*What you have to do*. Write out the stretch of lines below that begins at the line with "passed straight to" and ends at the line with "if needs_value &&", including both, exactly as given and nothing more.

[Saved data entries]
# # #
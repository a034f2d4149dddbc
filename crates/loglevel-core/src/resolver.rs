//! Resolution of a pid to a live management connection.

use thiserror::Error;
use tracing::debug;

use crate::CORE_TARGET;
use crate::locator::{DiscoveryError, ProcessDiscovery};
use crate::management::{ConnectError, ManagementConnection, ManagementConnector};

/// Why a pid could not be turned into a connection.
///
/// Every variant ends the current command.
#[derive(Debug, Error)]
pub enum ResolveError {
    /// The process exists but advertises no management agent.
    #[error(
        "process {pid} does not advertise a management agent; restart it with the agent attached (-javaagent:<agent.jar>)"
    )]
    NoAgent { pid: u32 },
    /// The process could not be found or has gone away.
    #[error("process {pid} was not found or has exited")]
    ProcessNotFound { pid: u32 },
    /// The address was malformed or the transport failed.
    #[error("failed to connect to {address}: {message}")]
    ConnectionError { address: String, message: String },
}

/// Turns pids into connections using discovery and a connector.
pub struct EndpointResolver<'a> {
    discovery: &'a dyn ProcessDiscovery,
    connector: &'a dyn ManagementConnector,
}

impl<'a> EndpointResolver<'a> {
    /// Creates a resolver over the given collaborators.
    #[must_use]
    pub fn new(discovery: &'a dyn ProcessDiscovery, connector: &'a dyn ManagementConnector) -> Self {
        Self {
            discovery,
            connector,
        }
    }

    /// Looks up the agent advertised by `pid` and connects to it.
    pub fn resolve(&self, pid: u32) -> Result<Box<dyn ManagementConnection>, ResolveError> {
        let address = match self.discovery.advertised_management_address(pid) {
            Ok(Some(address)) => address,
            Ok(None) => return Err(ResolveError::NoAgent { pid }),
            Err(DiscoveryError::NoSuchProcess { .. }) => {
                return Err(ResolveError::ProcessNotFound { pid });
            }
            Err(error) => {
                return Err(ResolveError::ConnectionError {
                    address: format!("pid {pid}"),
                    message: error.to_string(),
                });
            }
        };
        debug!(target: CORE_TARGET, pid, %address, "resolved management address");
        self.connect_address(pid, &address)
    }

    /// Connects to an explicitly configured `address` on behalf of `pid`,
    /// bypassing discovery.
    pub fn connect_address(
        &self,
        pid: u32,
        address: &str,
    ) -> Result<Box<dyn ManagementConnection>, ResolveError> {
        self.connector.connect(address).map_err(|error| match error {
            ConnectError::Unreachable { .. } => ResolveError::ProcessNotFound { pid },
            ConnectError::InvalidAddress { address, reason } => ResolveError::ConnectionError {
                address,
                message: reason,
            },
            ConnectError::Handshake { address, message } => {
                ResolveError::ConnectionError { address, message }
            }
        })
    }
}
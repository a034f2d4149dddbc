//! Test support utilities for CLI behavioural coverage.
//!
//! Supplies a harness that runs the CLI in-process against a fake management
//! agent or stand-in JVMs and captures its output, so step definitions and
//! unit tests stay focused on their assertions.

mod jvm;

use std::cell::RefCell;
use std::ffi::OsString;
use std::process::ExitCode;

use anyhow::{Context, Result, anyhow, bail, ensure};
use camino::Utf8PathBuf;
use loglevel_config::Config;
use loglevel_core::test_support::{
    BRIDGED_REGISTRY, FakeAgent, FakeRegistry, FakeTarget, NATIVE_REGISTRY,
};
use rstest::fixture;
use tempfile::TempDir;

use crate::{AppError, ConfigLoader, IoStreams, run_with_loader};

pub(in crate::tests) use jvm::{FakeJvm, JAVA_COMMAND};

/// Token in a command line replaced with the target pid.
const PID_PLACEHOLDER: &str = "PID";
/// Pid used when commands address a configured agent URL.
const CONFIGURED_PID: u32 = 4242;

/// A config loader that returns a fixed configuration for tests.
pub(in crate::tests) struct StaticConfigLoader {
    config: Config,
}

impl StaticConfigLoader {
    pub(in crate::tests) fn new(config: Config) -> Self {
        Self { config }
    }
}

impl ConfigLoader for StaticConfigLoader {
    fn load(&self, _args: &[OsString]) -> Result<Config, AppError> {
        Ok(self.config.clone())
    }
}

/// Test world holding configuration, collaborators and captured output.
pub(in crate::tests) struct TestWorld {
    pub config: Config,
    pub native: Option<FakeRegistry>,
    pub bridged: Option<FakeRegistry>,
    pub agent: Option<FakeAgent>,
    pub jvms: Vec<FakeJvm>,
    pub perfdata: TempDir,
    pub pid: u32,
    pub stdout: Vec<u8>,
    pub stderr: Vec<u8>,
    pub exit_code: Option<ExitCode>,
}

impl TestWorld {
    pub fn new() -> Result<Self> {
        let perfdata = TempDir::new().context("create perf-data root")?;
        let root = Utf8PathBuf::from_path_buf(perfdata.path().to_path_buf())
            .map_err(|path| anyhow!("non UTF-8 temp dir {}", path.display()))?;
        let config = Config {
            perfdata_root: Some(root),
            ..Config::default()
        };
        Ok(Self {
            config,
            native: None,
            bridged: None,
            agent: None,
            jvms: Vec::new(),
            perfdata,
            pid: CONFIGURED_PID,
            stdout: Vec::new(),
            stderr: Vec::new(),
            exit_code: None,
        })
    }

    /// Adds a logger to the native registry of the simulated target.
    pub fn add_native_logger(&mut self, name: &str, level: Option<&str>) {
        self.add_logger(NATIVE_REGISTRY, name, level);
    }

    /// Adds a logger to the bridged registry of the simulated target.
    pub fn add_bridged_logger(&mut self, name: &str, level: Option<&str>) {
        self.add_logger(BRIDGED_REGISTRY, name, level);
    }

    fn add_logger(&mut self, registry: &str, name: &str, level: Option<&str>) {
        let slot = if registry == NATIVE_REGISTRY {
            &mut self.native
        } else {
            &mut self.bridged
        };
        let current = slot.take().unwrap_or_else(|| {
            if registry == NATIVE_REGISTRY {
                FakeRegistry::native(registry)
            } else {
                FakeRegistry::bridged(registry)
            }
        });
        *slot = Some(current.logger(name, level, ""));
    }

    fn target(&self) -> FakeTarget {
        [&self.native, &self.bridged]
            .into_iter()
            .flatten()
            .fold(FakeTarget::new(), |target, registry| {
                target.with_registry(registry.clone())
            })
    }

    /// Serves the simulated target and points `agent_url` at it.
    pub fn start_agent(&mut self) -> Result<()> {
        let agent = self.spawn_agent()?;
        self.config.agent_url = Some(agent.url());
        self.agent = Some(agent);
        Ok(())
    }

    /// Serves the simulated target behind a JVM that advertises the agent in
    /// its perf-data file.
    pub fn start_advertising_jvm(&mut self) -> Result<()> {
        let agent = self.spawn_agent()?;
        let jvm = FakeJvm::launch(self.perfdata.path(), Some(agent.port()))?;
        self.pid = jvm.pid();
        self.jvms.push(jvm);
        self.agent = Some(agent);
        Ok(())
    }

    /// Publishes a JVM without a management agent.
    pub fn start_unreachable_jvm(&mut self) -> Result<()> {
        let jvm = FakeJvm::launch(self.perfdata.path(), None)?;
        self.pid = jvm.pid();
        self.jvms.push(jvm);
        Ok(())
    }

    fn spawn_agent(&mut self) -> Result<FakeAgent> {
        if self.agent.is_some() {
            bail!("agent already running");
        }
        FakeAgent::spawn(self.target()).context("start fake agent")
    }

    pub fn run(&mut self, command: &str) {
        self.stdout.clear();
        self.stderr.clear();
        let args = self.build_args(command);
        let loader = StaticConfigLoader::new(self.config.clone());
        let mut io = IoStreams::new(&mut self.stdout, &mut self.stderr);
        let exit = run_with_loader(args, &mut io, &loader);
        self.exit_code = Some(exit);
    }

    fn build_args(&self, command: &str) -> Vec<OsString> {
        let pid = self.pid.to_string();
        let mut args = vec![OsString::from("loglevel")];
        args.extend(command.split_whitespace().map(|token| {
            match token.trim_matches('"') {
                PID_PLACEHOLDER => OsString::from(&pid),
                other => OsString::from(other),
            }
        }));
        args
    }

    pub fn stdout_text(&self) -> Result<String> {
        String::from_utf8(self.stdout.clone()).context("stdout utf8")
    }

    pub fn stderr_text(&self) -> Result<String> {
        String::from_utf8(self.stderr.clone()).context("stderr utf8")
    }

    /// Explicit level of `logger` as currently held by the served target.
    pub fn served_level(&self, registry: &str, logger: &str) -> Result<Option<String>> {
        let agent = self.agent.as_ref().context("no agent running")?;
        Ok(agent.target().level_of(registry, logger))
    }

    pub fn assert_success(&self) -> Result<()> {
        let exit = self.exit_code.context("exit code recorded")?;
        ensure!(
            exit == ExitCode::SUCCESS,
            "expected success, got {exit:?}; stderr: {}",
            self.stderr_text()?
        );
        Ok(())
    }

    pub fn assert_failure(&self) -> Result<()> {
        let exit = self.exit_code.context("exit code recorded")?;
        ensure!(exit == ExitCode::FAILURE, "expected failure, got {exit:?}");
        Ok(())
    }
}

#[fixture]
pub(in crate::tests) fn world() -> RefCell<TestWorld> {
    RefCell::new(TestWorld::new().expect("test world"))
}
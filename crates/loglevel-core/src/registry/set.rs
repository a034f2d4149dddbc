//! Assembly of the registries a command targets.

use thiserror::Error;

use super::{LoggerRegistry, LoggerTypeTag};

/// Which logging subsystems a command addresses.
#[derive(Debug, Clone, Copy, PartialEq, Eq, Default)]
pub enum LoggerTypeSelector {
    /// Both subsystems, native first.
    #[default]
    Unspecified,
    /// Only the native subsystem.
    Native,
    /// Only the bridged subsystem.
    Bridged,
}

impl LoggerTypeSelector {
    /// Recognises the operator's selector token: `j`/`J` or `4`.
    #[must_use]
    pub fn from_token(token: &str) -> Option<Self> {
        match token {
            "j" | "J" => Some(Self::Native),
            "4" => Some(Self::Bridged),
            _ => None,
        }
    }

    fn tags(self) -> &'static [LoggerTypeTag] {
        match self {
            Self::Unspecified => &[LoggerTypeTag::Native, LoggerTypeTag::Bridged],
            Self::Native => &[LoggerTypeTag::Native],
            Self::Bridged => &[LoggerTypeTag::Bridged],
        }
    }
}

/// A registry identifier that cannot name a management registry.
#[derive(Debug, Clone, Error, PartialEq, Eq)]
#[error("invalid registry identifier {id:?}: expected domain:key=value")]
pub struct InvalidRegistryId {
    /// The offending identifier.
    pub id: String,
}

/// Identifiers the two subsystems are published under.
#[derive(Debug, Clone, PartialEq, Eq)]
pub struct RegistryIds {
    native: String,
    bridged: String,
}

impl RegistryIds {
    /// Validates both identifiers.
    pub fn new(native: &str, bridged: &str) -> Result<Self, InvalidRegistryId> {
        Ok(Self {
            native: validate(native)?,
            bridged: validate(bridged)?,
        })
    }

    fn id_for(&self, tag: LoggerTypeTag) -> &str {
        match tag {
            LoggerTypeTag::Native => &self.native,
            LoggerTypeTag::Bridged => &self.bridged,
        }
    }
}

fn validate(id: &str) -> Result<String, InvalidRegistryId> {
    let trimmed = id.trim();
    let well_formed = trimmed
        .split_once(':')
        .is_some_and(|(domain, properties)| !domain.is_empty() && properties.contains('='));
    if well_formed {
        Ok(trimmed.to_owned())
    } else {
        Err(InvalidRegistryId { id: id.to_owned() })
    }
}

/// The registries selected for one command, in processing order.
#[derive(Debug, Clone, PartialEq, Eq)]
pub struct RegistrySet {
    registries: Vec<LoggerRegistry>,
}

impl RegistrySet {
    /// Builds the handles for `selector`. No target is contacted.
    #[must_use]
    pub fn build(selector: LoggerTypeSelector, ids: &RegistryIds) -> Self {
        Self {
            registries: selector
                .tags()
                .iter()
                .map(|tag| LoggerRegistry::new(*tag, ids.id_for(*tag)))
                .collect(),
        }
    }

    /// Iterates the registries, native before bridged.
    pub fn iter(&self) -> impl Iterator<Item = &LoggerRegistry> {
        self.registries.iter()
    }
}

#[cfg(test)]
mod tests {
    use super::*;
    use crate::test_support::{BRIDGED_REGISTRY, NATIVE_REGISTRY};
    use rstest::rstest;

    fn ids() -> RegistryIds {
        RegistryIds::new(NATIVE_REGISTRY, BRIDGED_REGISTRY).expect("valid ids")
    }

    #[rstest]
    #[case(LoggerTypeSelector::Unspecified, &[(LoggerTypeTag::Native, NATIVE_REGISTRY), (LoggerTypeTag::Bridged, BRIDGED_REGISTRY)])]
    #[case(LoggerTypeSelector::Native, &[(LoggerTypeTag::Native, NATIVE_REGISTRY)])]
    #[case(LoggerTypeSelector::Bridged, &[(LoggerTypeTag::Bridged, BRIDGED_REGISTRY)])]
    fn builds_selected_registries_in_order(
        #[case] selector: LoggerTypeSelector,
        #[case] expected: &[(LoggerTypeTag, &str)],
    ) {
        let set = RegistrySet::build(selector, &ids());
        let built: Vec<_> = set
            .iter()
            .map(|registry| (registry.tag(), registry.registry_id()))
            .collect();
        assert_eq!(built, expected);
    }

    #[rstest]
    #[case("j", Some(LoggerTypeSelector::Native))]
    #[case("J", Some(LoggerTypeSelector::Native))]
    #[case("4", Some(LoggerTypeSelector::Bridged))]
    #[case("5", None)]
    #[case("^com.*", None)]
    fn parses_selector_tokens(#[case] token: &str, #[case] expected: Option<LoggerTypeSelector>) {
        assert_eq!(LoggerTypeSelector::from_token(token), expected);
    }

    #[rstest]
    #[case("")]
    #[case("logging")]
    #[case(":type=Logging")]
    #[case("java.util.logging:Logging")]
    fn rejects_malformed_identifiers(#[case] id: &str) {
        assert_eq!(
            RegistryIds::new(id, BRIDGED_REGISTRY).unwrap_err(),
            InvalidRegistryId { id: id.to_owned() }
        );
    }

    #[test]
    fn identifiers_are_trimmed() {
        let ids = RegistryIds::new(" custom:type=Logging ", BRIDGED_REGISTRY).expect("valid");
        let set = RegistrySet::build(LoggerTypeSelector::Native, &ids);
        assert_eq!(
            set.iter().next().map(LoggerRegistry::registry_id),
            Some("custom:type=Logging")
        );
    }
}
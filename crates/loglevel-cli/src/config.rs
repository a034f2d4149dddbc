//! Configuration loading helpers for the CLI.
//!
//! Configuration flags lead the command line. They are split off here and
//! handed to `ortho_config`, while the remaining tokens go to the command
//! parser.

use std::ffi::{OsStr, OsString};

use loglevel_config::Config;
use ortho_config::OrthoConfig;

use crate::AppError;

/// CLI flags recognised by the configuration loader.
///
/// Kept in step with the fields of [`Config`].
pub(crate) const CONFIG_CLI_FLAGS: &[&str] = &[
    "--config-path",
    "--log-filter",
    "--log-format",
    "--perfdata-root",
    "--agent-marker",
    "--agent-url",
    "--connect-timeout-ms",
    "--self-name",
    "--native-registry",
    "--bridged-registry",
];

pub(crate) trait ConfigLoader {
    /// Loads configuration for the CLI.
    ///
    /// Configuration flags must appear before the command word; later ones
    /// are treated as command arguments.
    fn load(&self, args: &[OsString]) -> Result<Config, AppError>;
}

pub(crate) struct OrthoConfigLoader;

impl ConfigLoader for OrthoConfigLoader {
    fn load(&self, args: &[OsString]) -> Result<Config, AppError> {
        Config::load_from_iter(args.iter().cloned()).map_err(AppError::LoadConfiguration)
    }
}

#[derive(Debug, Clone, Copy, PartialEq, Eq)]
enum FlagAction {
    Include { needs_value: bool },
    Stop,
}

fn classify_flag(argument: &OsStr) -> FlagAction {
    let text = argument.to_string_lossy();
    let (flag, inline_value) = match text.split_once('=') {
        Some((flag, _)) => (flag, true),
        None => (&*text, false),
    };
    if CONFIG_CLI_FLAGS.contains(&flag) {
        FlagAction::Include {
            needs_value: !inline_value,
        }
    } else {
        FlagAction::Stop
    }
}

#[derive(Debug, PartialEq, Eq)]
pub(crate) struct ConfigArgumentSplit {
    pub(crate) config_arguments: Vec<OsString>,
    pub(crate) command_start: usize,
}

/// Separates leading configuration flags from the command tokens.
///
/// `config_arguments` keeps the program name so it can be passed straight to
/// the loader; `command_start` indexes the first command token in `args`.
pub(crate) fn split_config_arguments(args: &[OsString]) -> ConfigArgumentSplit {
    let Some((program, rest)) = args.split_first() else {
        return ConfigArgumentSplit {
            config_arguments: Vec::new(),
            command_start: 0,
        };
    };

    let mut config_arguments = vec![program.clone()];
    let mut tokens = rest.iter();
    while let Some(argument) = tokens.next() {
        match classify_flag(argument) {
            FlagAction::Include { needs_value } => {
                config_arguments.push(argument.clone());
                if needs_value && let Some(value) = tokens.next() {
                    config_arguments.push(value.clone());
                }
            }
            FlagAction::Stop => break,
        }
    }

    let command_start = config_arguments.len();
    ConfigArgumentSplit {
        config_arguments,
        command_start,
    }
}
# # #
*Answer to this problem*.
/// `config_arguments` keeps the program name so it can be passed straight to
/// the loader; `command_start` indexes the first command token in `args`.
pub(crate) fn split_config_arguments(args: &[OsString]) -> ConfigArgumentSplit {
    let Some((program, rest)) = args.split_first() else {
        return ConfigArgumentSplit {
            config_arguments: Vec::new(),
            command_start: 0,
        };
    };

    let mut config_arguments = vec![program.clone()];
    let mut tokens = rest.iter();
    while let Some(argument) = tokens.next() {
        match classify_flag(argument) {
            FlagAction::Include { needs_value } => {
                config_arguments.push(argument.clone());
                if needs_value && let Some(value) = tokens.next() {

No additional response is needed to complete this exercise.